Ainsi des concepteurs confrontés à une même tâche parviendront à des solutions très différentes les unes des autres (Chevalier et Bonnardel, 2003). En ce sens, Richard et Zamani (1996) nous précisent que ʺrésoudre un problème cʹest rechercher le meilleur compromis entre un ensemble de contraintesʺ (Richard, Zamani, 1996, p. 79). Dans notre situation les contraintes sont liées aux concepteurs et donc aux individus, tel que nous lʹavons exposé au début de ce chapitre. Et cela rejoint la pensée de Chevalier et Bonnardel lorsquʹelles expliquent que ʺla construction et la précision de la représentation mentale du concepteur reposent en partie sur les contraintes quʹil mobilise.ʺ (Chevalier, Bonnardel, 2003, p. 36).
Par ailleurs, nous avons découvert que la situation de conception autrefois linéaire, qui pouvait être analysée sous lʹangle dʹune somme de contribution individuelle, est devenue collective. Lʹindividu qui résolvait isolément pouvait mobiliser et appliquer ses contraintes à sa guise. Il est lui demandé aujourdʹhui dʹexposer son point de vue, de le partager et surtout de négocier avec les autres concepteurs. On comprend alors quʹil leur faudra mutualiser les contraintes pour converger et concourir vers la solution. Sur ce point, Beguin et Darses (1998) nous précise que la mise en confrontation des points de vue de plusieurs participants qui sont chacun porteur de logiques différentes et dʹexpertise variées devient le point crucial de cette situation de résolution de problème.

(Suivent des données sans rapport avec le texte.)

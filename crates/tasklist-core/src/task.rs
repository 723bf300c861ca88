use std::fmt;

use chrono::{
  DateTime,
  NaiveDate,
  Utc
};
use serde::{
  Deserialize,
  Serialize
};

use crate::datetime::{
  due_date_serde,
  ensure_not_past,
  parse_due_date
};
use crate::error::ValidationError;

#[derive(
  Debug,
  Clone,
  PartialEq,
  Eq,
  PartialOrd,
  Ord,
  Hash,
  Serialize,
  Deserialize,
)]
#[serde(transparent)]
pub struct TaskId(String);

impl TaskId {
  pub fn new(raw: impl Into<String>) -> Self {
    Self(raw.into())
  }

  pub fn generate<'a, I>(
    now: DateTime<Utc>,
    existing: I
  ) -> Self
  where
    I: IntoIterator<Item = &'a TaskId>
  {
    let candidate = now
      .timestamp_millis()
      .max(0) as u64;
    let largest = existing
      .into_iter()
      .filter_map(|id| {
        id.as_str().parse::<u64>().ok()
      })
      .max();

    // Never reuse or undercut an existing
    // numeric id, even with a clock that
    // went backwards.
    let id = match largest {
      | Some(max) if candidate <= max => {
        max.saturating_add(1)
      }
      | _ => candidate
    };

    Self(id.to_string())
  }

  pub fn as_str(&self) -> &str {
    &self.0
  }
}

impl fmt::Display for TaskId {
  fn fmt(
    &self,
    f: &mut fmt::Formatter<'_>
  ) -> fmt::Result {
    f.write_str(&self.0)
  }
}

#[derive(
  Debug,
  Clone,
  PartialEq,
  Eq,
  Serialize,
  Deserialize,
)]
pub struct Task {
  pub id:        TaskId,
  pub name:      String,
  #[serde(
    rename = "dueDate",
    with = "due_date_serde"
  )]
  pub due_date:  NaiveDate,
  #[serde(default)]
  pub completed: bool
}

#[derive(Debug, Clone, PartialEq, Eq)]
pub struct TaskFields {
  pub name:     String,
  pub due_date: NaiveDate
}

impl TaskFields {
  // Checks run in the order users see
  // them reported: name, then an empty
  // date, then its shape, then the past.
  pub fn validate(
    name: &str,
    due_date: &str,
    today: NaiveDate
  ) -> Result<Self, ValidationError> {
    let name = name.trim();
    if name.is_empty() {
      return Err(
        ValidationError::EmptyName
      );
    }

    let due_date =
      parse_due_date(due_date)?;
    ensure_not_past(due_date, today)?;

    Ok(Self {
      name: name.to_string(),
      due_date
    })
  }
}

impl Task {
  pub fn new(
    id: TaskId,
    fields: TaskFields
  ) -> Self {
    Self {
      id,
      name: fields.name,
      due_date: fields.due_date,
      completed: false
    }
  }

  pub fn is_overdue(
    &self,
    today: NaiveDate
  ) -> bool {
    !self.completed && self.due_date < today
  }

  pub fn matches_fields(
    &self,
    fields: &TaskFields
  ) -> bool {
    self.name == fields.name
      && self.due_date == fields.due_date
  }
}

#[cfg(test)]
mod tests {
  use chrono::{
    NaiveDate,
    TimeZone,
    Utc
  };

  use super::{
    Task,
    TaskFields,
    TaskId
  };
  use crate::error::ValidationError;

  fn today() -> NaiveDate {
    NaiveDate::from_ymd_opt(2026, 2, 17)
      .expect("valid date")
  }

  #[test]
  fn validation_reports_name_first() {
    assert_eq!(
      TaskFields::validate(
        "  ", "", today()
      ),
      Err(ValidationError::EmptyName)
    );
    assert_eq!(
      TaskFields::validate(
        "Buy milk", "", today()
      ),
      Err(ValidationError::EmptyDueDate)
    );
    assert_eq!(
      TaskFields::validate(
        "Buy milk",
        "2026-02-16",
        today()
      ),
      Err(ValidationError::PastDueDate)
    );
  }

  #[test]
  fn validation_trims_name() {
    let fields = TaskFields::validate(
      "  Buy milk ",
      "2026-02-18",
      today()
    )
    .expect("valid fields");
    assert_eq!(fields.name, "Buy milk");
  }

  #[test]
  fn generated_ids_skip_taken_values() {
    let now = Utc
      .with_ymd_and_hms(
        2026, 2, 17, 12, 0, 0
      )
      .single()
      .expect("valid now");
    let first =
      TaskId::generate(now, []);
    let second =
      TaskId::generate(now, [&first]);
    assert_eq!(
      first.as_str(),
      now.timestamp_millis().to_string()
    );
    assert_ne!(first, second);
  }

  #[test]
  fn generated_ids_stay_above_existing() {
    let now = Utc
      .with_ymd_and_hms(
        2026, 2, 17, 12, 0, 0
      )
      .single()
      .expect("valid now");
    let ms = now.timestamp_millis() as u64;
    let existing = [
      TaskId::new(ms.to_string()),
      TaskId::new((ms + 2).to_string())
    ];
    let next =
      TaskId::generate(now, &existing);
    let value: u64 = next
      .as_str()
      .parse()
      .expect("numeric id");
    assert!(value > ms + 2);

    let ahead = [TaskId::new(
      (ms + 10_000).to_string()
    )];
    let after_skew =
      TaskId::generate(now, &ahead);
    assert_eq!(
      after_skew.as_str(),
      (ms + 10_001).to_string()
    );
  }

  #[test]
  fn serializes_with_stored_field_names()
  {
    let fields = TaskFields::validate(
      "Buy milk",
      "2026-02-18",
      today()
    )
    .expect("valid fields");
    let task =
      Task::new(TaskId::new("1"), fields);
    let json = serde_json::to_value(&task)
      .expect("serialize task");
    assert_eq!(
      json,
      serde_json::json!({
        "id": "1",
        "name": "Buy milk",
        "dueDate": "2026-02-18",
        "completed": false
      })
    );
  }

  #[test]
  fn overdue_only_when_pending_and_past() {
    let fields = TaskFields {
      name:     "Old".to_string(),
      due_date: NaiveDate::from_ymd_opt(
        2026, 2, 1
      )
      .expect("valid date")
    };
    let mut task =
      Task::new(TaskId::new("1"), fields);
    assert!(task.is_overdue(today()));
    task.completed = true;
    assert!(!task.is_overdue(today()));
  }
}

Ce premier chapitre pose le contexte global de notre problématique. En effet, nous posons que lʹhomme est partie prenante dʹun environnement dans lequel il évolue et avec lequel il interagit. Au cours de ces interactions, il rencontre des situations qui lui posent problème. Il doit donc mettre en œuvre ce que nous avons défini de la résolution de problème. Pour cela il dispose de connaissances, de facultés de raisonnement, de stratégies. Puis, nous avons choisi de diriger notre recherche vers un type de situation qui sollicite son environnement social. En effet, nous avons défini lʹingénierie concourante comme une situation de conception qui présente la particularité dʹêtre collective. Il doit donc mettre ses capacités de raisonnement au service dʹune coopération avec dʹautres individus pour résoudre un problème qui leur est commun.
Il nous faut à présent éclairer cette particularité collective de la résolution de problème. Cʹest ce que propose le chapitre suivant.